- [Your objective]: Lines with the word "separated" are the ones wanted. Copy each of them from the entries below.

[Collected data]
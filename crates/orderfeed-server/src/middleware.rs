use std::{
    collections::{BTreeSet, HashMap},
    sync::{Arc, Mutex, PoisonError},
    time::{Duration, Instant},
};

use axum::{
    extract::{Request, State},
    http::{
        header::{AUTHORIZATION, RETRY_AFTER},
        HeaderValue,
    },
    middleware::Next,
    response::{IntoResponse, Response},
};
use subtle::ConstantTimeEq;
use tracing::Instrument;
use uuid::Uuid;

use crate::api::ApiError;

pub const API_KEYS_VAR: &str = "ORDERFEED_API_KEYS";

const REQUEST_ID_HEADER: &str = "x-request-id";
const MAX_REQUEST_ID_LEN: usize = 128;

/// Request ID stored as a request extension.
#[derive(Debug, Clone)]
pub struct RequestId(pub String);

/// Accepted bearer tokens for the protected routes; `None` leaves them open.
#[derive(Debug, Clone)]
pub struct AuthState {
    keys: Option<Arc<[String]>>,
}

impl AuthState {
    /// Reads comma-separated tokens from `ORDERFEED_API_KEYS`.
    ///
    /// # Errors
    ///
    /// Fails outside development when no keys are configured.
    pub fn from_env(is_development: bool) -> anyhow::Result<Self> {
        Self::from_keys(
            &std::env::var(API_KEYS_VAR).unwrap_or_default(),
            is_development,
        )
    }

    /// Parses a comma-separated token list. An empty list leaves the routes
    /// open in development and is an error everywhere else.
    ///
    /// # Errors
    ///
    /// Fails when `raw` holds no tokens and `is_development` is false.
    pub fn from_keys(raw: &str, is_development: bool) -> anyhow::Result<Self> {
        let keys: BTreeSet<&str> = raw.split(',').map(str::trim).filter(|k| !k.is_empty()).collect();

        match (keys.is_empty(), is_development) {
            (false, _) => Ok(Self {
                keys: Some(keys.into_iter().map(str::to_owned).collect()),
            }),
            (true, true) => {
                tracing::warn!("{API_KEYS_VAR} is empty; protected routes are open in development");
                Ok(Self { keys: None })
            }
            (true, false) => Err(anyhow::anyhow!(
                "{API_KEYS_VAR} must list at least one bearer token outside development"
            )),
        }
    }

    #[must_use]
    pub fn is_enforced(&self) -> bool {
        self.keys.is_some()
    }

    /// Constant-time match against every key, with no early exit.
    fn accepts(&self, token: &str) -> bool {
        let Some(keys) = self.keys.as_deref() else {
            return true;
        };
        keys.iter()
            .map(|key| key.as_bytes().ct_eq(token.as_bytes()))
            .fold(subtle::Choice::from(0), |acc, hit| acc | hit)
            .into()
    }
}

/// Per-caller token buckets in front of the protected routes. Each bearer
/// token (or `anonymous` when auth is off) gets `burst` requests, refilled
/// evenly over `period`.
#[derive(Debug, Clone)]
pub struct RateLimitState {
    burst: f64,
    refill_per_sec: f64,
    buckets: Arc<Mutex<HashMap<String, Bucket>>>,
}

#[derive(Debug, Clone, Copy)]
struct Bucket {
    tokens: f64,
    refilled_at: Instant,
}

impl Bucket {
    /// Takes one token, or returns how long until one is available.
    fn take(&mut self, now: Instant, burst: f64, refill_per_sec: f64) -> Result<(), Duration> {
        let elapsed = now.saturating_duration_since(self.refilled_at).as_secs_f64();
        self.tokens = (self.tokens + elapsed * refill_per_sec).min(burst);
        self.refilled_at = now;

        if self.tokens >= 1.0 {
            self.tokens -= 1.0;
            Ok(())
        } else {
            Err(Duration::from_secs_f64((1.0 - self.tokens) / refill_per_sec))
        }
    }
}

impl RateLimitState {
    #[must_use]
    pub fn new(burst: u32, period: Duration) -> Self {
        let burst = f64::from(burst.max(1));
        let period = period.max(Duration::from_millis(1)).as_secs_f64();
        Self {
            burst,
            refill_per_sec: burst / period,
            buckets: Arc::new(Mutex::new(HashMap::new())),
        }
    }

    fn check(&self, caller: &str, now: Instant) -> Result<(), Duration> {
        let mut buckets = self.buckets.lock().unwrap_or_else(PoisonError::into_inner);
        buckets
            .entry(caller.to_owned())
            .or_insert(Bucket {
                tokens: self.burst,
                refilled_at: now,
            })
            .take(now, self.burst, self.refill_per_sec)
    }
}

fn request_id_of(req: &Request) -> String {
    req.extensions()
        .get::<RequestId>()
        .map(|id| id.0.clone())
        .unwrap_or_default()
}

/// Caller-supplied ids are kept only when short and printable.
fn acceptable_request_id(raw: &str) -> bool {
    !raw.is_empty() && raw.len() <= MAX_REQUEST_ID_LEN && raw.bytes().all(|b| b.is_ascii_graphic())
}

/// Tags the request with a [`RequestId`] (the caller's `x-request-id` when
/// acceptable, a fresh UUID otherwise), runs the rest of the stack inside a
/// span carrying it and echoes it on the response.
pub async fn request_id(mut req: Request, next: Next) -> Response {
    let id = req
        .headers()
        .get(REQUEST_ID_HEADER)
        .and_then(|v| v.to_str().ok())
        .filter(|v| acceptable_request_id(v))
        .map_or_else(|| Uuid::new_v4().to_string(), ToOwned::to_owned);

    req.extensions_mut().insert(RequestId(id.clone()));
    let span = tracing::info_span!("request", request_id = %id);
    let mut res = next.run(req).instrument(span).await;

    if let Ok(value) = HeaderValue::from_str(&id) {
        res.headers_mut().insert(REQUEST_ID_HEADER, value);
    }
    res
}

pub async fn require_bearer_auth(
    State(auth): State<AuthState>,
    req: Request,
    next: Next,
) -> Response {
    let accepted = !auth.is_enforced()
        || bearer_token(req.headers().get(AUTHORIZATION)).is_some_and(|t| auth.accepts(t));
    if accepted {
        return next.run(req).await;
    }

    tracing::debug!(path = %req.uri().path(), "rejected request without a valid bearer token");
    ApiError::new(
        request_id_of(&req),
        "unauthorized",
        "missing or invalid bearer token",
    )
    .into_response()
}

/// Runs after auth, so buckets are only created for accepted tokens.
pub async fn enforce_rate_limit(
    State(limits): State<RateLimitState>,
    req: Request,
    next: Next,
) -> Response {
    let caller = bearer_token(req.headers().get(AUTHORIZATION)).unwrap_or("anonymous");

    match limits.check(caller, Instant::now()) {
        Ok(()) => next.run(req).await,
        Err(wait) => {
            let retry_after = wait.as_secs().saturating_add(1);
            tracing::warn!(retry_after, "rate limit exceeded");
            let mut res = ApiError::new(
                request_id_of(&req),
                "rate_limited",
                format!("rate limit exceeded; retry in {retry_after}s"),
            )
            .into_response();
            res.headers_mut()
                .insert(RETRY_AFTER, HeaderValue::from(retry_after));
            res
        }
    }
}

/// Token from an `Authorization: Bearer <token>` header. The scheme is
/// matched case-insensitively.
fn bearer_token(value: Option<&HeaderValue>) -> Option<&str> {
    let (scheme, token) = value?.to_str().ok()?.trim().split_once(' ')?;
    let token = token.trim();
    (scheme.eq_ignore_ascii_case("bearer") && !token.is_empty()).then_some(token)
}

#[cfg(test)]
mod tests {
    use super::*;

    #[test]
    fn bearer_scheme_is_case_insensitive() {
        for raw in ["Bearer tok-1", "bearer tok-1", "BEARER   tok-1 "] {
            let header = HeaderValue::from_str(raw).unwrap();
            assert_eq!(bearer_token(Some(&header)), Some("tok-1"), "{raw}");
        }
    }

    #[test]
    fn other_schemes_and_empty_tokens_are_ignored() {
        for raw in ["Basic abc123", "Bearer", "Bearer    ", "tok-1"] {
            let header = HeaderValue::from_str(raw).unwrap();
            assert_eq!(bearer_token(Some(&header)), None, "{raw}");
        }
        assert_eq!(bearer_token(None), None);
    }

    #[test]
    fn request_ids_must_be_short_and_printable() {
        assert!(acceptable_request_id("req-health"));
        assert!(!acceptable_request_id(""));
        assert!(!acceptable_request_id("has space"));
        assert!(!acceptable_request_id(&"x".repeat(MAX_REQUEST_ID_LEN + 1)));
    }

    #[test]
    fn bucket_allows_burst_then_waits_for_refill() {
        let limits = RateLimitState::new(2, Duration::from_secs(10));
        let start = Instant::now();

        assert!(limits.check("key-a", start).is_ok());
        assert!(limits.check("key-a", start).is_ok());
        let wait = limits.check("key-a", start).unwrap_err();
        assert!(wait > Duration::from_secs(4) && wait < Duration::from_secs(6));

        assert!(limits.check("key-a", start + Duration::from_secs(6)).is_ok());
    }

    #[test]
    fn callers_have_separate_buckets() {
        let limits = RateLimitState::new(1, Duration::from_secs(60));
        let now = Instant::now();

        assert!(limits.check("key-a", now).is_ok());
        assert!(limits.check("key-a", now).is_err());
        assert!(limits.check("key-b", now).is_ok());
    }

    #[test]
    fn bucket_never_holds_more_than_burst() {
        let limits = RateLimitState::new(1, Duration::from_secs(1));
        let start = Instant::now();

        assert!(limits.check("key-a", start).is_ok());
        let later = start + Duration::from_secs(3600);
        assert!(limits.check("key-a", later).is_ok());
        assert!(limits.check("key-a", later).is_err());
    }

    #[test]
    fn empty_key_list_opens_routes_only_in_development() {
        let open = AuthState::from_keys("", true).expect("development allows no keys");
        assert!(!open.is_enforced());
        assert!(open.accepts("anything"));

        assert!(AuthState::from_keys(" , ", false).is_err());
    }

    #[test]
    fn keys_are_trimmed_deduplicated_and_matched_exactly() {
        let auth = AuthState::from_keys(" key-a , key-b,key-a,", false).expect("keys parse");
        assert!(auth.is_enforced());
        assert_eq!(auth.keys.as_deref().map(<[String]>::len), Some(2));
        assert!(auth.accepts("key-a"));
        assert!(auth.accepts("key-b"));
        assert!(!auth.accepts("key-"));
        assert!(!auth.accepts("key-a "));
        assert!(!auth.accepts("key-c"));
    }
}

- [Task solution]:
    /// Reads comma-separated tokens from `ORDERFEED_API_KEYS`.
    /// Parses a comma-separated token list. An empty list leaves the routes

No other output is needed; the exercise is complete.